Enclosed was a mimeographed sheet headed, "Christmas Time on Cape Cod Is When:" These entries followed:
"You can have two miles of ocean beach all to yourself.
"The major event of the day is the arrival of the mailman.
"The sound of a car in the neighborhood is so unusual it sends you running to the window.
"The sun sets at 4 p.m. and the neighborhood is plunged into almost total darkness because so few houses are occupied in winter.
"The major problem is trying to outwit the raccoons which, despite all precautions, manage to tip over the garbage container and spread its contents around the yard.
"No one wants to visit you.
"Most bars and restaurants are closed.

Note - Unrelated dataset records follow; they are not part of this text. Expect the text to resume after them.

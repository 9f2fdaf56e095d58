//! Regression scenarios and a simple atmosphere for tests.

use uom::si::{
    f64::{Length, MassDensity, Power, Ratio, ThermodynamicTemperature, Velocity},
    length::foot,
    mass_density::slug_per_cubic_foot,
    power::horsepower,
    ratio::ratio,
    thermodynamic_temperature::degree_rankine,
    velocity::foot_per_second,
};

use crate::support::constraint::UnitIntervalUpperOpen;

use super::{
    FlightCondition, InstallationLossMode, Node, NodeInputs, PropellerConfig, PropellerGeometry,
};

/// Sea-level standard temperature in °R.
const STANDARD_RANKINE: f64 = 518.67;

const SEA_LEVEL_DENSITY: f64 = 0.002_376_9;
const LAPSE_RATE: f64 = 0.003_566_16;
const DENSITY_EXPONENT: f64 = 4.255_879_7;
pub(crate) const FT_PER_S_PER_KNOT: f64 = 1.687_809_9;

/// Troposphere density (slug/ft³) and temperature (°R) at `altitude` ft.
pub(crate) fn atmosphere(altitude: f64) -> (f64, f64) {
    let temperature = STANDARD_RANKINE - LAPSE_RATE * altitude;
    let density = SEA_LEVEL_DENSITY * (temperature / STANDARD_RANKINE).powf(DENSITY_EXPONENT);
    (density, temperature)
}

/// Speed of sound in ft/s at `temperature` °R.
pub(crate) fn speed_of_sound(temperature: f64) -> f64 {
    (1.4 * 1716.49 * temperature).sqrt()
}

#[derive(Debug, Clone, Copy)]
pub(crate) struct Expected {
    pub(crate) thrust_coefficient: f64,
    pub(crate) compressibility_factor: f64,
    pub(crate) blade_angle: f64,
    pub(crate) thrust: f64,
    pub(crate) efficiency: f64,
    pub(crate) installation_loss_factor: f64,
    pub(crate) installed_efficiency: f64,
}

#[derive(Debug, Clone, Copy)]
pub(crate) struct RegressionCase {
    pub(crate) num_blades: u32,
    pub(crate) diameter: f64,
    pub(crate) activity_factor: f64,
    pub(crate) lift_coefficient: f64,
    pub(crate) nacelle_diameter: f64,
    pub(crate) altitude: f64,
    pub(crate) knots: f64,
    pub(crate) tip_speed: f64,
    pub(crate) shaft_power: f64,
    /// `None` computes the installation loss.
    pub(crate) supplied_loss: Option<f64>,
    pub(crate) expected: Expected,
}

#[allow(clippy::too_many_arguments)]
const fn case(
    num_blades: u32,
    diameter: f64,
    activity_factor: f64,
    lift_coefficient: f64,
    nacelle_diameter: f64,
    condition: [f64; 4],
    supplied_loss: Option<f64>,
    expected: [f64; 7],
) -> RegressionCase {
    RegressionCase {
        num_blades,
        diameter,
        activity_factor,
        lift_coefficient,
        nacelle_diameter,
        altitude: condition[0],
        knots: condition[1],
        tip_speed: condition[2],
        shaft_power: condition[3],
        supplied_loss,
        expected: Expected {
            thrust_coefficient: expected[0],
            compressibility_factor: expected[1],
            blade_angle: expected[2],
            thrust: expected[3],
            efficiency: expected[4],
            installation_loss_factor: expected[5],
            installed_efficiency: expected[6],
        },
    }
}

/// Published check cases for the Hamilton Standard method.
///
/// Conditions are altitude (ft), airspeed (kt), tip speed (ft/s) and shaft
/// power (hp). Expected values are thrust coefficient, compressibility
/// factor, blade angle (deg), thrust (lbf), efficiency, installation loss
/// factor and installed efficiency.
#[rustfmt::skip]
pub(crate) const CASES: [RegressionCase; 12] = [
    case(4, 10.5, 114.0, 0.5, 2.8875, [0.0, 0.1, 800.0, 1850.0], None,
        [0.27651, 1.0, 25.17, 4634.8, 0.00078, 0.0133, 0.00077]),
    case(4, 10.5, 114.0, 0.5, 2.8875, [0.0, 125.0, 800.0, 1850.0], None,
        [0.20518, 1.0, 29.67, 3415.9, 0.72352, 0.02, 0.70904]),
    case(4, 10.5, 114.0, 0.5, 2.8875, [25_000.0, 300.0, 750.0, 900.0], None,
        [0.13093, 0.9976, 44.23, 841.5, 0.89202, 0.034, 0.86171]),
    case(4, 12.0, 150.0, 0.5, 2.8875, [10_000.0, 200.0, 750.0, 1000.0], Some(0.0),
        [0.10236, 1.0, 31.94, 1474.3, 0.90586, 0.0, 0.90586]),
    case(4, 12.0, 150.0, 0.5, 2.8875, [10_000.0, 200.0, 750.0, 1000.0], Some(0.05),
        [0.10236, 1.0, 31.94, 1400.6, 0.90586, 0.05, 0.86056]),
    case(4, 12.0, 150.0, 0.5, 2.8875, [0.0, 50.0, 785.0, 1250.0], Some(0.05),
        [0.19331, 1.0, 17.44, 3923.5, 0.50750, 0.05, 0.48213]),
    case(3, 12.0, 150.0, 0.5, 2.8875, [10_000.0, 200.0, 750.0, 1000.0], Some(0.0),
        [0.10189, 1.0, 33.43, 1467.6, 0.90172, 0.0, 0.90172]),
    case(3, 12.0, 150.0, 0.5, 2.8875, [10_000.0, 200.0, 750.0, 1000.0], Some(0.05),
        [0.10189, 1.0, 33.43, 1394.2, 0.90172, 0.05, 0.85664]),
    case(3, 12.0, 150.0, 0.5, 2.8875, [0.0, 50.0, 785.0, 1250.0], Some(0.05),
        [0.18123, 1.0, 20.08, 3678.3, 0.47579, 0.05, 0.45200]),
    case(4, 12.0, 150.0, 0.65, 2.4, [10_000.0, 200.0, 750.0, 900.0], None,
        [0.08523, 1.0, 30.28, 1210.4, 0.83809, 0.0140, 0.82635]),
    case(4, 12.0, 150.0, 0.65, 2.4, [10_000.0, 200.0, 750.0, 750.0], None,
        [0.06463, 1.0, 29.50, 917.8, 0.76259, 0.0140, 0.75190]),
    case(4, 12.0, 150.0, 0.65, 2.4, [10_000.0, 200.0, 750.0, 500.0], None,
        [0.02800, 1.0, 28.10, 397.7, 0.49565, 0.0140, 0.48871]),
];

pub(crate) fn config_for(case: &RegressionCase) -> PropellerConfig {
    PropellerConfig {
        num_blades: case.num_blades,
        installation_loss: if case.supplied_loss.is_some() {
            InstallationLossMode::Supplied
        } else {
            InstallationLossMode::Computed
        },
        ..PropellerConfig::default()
    }
}

pub(crate) fn geometry_for(case: &RegressionCase) -> PropellerGeometry {
    PropellerGeometry {
        diameter: Length::new::<foot>(case.diameter),
        activity_factor: case.activity_factor,
        integrated_lift_coefficient: case.lift_coefficient,
        nacelle_diameter: Some(Length::new::<foot>(case.nacelle_diameter)),
        max_tip_speed: None,
    }
}

pub(crate) fn condition_for(case: &RegressionCase) -> FlightCondition {
    let (density, temperature) = atmosphere(case.altitude);
    let velocity = case.knots * FT_PER_S_PER_KNOT;
    FlightCondition {
        altitude: Length::new::<foot>(case.altitude),
        velocity: Velocity::new::<foot_per_second>(velocity),
        density: MassDensity::new::<slug_per_cubic_foot>(density),
        temperature: ThermodynamicTemperature::new::<degree_rankine>(temperature),
        mach: Ratio::new::<ratio>(velocity / speed_of_sound(temperature)),
        tip_speed: Velocity::new::<foot_per_second>(case.tip_speed),
        shaft_power: Power::new::<horsepower>(case.shaft_power),
        percent_corrected_rpm: Ratio::new::<ratio>(1.0),
        installation_loss_factor: case
            .supplied_loss
            .map(|loss| UnitIntervalUpperOpen::new(loss).expect("loss factor in [0, 1)")),
    }
}

pub(crate) fn node_for(case: &RegressionCase, index: usize) -> Node {
    Node::new(
        &geometry_for(case),
        &condition_for(case),
        config_for(case).installation_loss,
        index,
    )
    .expect("regression cases are valid")
}

/// Chart-unit inputs of regression case `index`.
pub(crate) fn chart_inputs(index: usize) -> NodeInputs<f64> {
    node_for(&CASES[index], index).inputs
}

/// Geometry of the first three regression cases.
pub(crate) fn geometry() -> PropellerGeometry {
    geometry_for(&CASES[1])
}

/// Sea-level climb condition of the second regression case.
pub(crate) fn sea_level_condition() -> FlightCondition {
    condition_for(&CASES[1])
}
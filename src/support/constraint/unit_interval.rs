use num_traits::{One, Zero};

use super::{Constrained, Constraint, ConstraintError};

/// Values in `[0, 1)`, such as a fraction of thrust lost to installation.
///
/// ```
/// use twine_propeller::support::constraint::UnitIntervalUpperOpen;
///
/// let loss = UnitIntervalUpperOpen::new(0.05).unwrap();
/// assert_eq!(loss.into_inner(), 0.05);
///
/// assert!(UnitIntervalUpperOpen::new(0.0).is_ok());
/// assert!(UnitIntervalUpperOpen::new(1.0).is_err());
/// ```
#[derive(Debug, Clone, Copy, PartialEq, Eq, PartialOrd, Ord)]
pub struct UnitIntervalUpperOpen;

impl UnitIntervalUpperOpen {
    /// Builds a [`Constrained<T, UnitIntervalUpperOpen>`].
    ///
    /// # Errors
    ///
    /// Returns [`ConstraintError::BelowMinimum`] below zero,
    /// [`ConstraintError::AboveMaximum`] at or above one and
    /// [`ConstraintError::NotANumber`] for `NaN`.
    pub fn new<T: PartialOrd + Zero + One>(
        value: T,
    ) -> Result<Constrained<T, UnitIntervalUpperOpen>, ConstraintError> {
        Constrained::new(value)
    }
}

impl<T: PartialOrd + Zero + One> Constraint<T> for UnitIntervalUpperOpen {
    fn check(value: &T) -> Result<(), ConstraintError> {
        if value.partial_cmp(&T::zero()).is_none() {
            Err(ConstraintError::NotANumber)
        } else if *value < T::zero() {
            Err(ConstraintError::BelowMinimum)
        } else if *value >= T::one() {
            Err(ConstraintError::AboveMaximum)
        } else {
            Ok(())
        }
    }
}
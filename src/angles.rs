use std::f64::consts::PI;

pub const DEGREES_PER_HOUR: f64 = 15.0;

pub fn deg_to_rad(deg: f64) -> f64 {
    deg * (PI / 180.0)
}

pub fn rad_to_deg(rad: f64) -> f64 {
    rad * (180.0 / PI)
}

/// Normalize an angle in degrees to [0, 360).
pub fn normalize_degrees_360(angle: f64) -> f64 {
    angle.rem_euclid(360.0)
}

/// Normalize an angle in degrees to [-180, 180).
pub fn normalize_degrees_180(angle: f64) -> f64 {
    let degrees = normalize_degrees_360(angle);
    if degrees >= 180.0 {
        degrees - 360.0
    } else {
        degrees
    }
}

/// Normalize an angle in radians to [0, 2π).
pub fn normalize_radians_2pi(angle: f64) -> f64 {
    angle.rem_euclid(2.0 * PI)
}

/// Normalize an angle in radians to [-π, π).
pub fn normalize_radians_pi(angle: f64) -> f64 {
    let radians = normalize_radians_2pi(angle);
    if radians >= PI {
        radians - 2.0 * PI
    } else {
        radians
    }
}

Their owners are in Florida spending the loot they obtained by overcharging summer vistors.
"There is no waiting on the first tee." SAME OLD STORY
Whether you ride the bus or commute in your own car, rush-hour traffic delays probably try you patience.
Some delays are unavoidable. They are caused by too many people trying to use the same piece of roadway at the same time.
Delays caused by malfunctioing traffic signals are another matter. No law of nature says a traffic signal must get out of synchronization at regular intervals, or stop working entirely, as ours frequently do.
Example: For weeks now, some traffic lights have been malfunctioning on heavily traveled Massachusetts Avenue NW.I refer to those at Whitehaven Street and at 30th Street (the two little streets between the Mosque and the Iranian Embassy). There is so little traffic on these side streets that the traffic lights at both intersections are supposed to remain green for Massachusetts and red for the side streets unless an approaching vehicle on the side street triggers a sensor.
Unfortunately, the sensing mechanism gets out of kilter frequently and is never fixed promptly.
Many policemen are stationed in that area now to protect the Iranian Embassy, so I mentioned the matter to one of them at 4 a.m. recently.
"It's been reported by several of us," the policemen said. "I reported it myself two weeks ago. When I'm on day work, I see traffic backed up because the lights turn red on Mass Avenue in a constant cycle, even when no cars are waiting to get out of the side streets. But the highway people still haven't fixed it."
Question No. 1: Why do our traffic lights malfunction so frequently? Question No. 2: Why does it take so long to send out a repair crew? WHO NEEDS ENEMIES?
When you have to say "Thank you" to a friendly OPEC member that wanted to raise your oil price by "only" 33 percent, you're in trouble.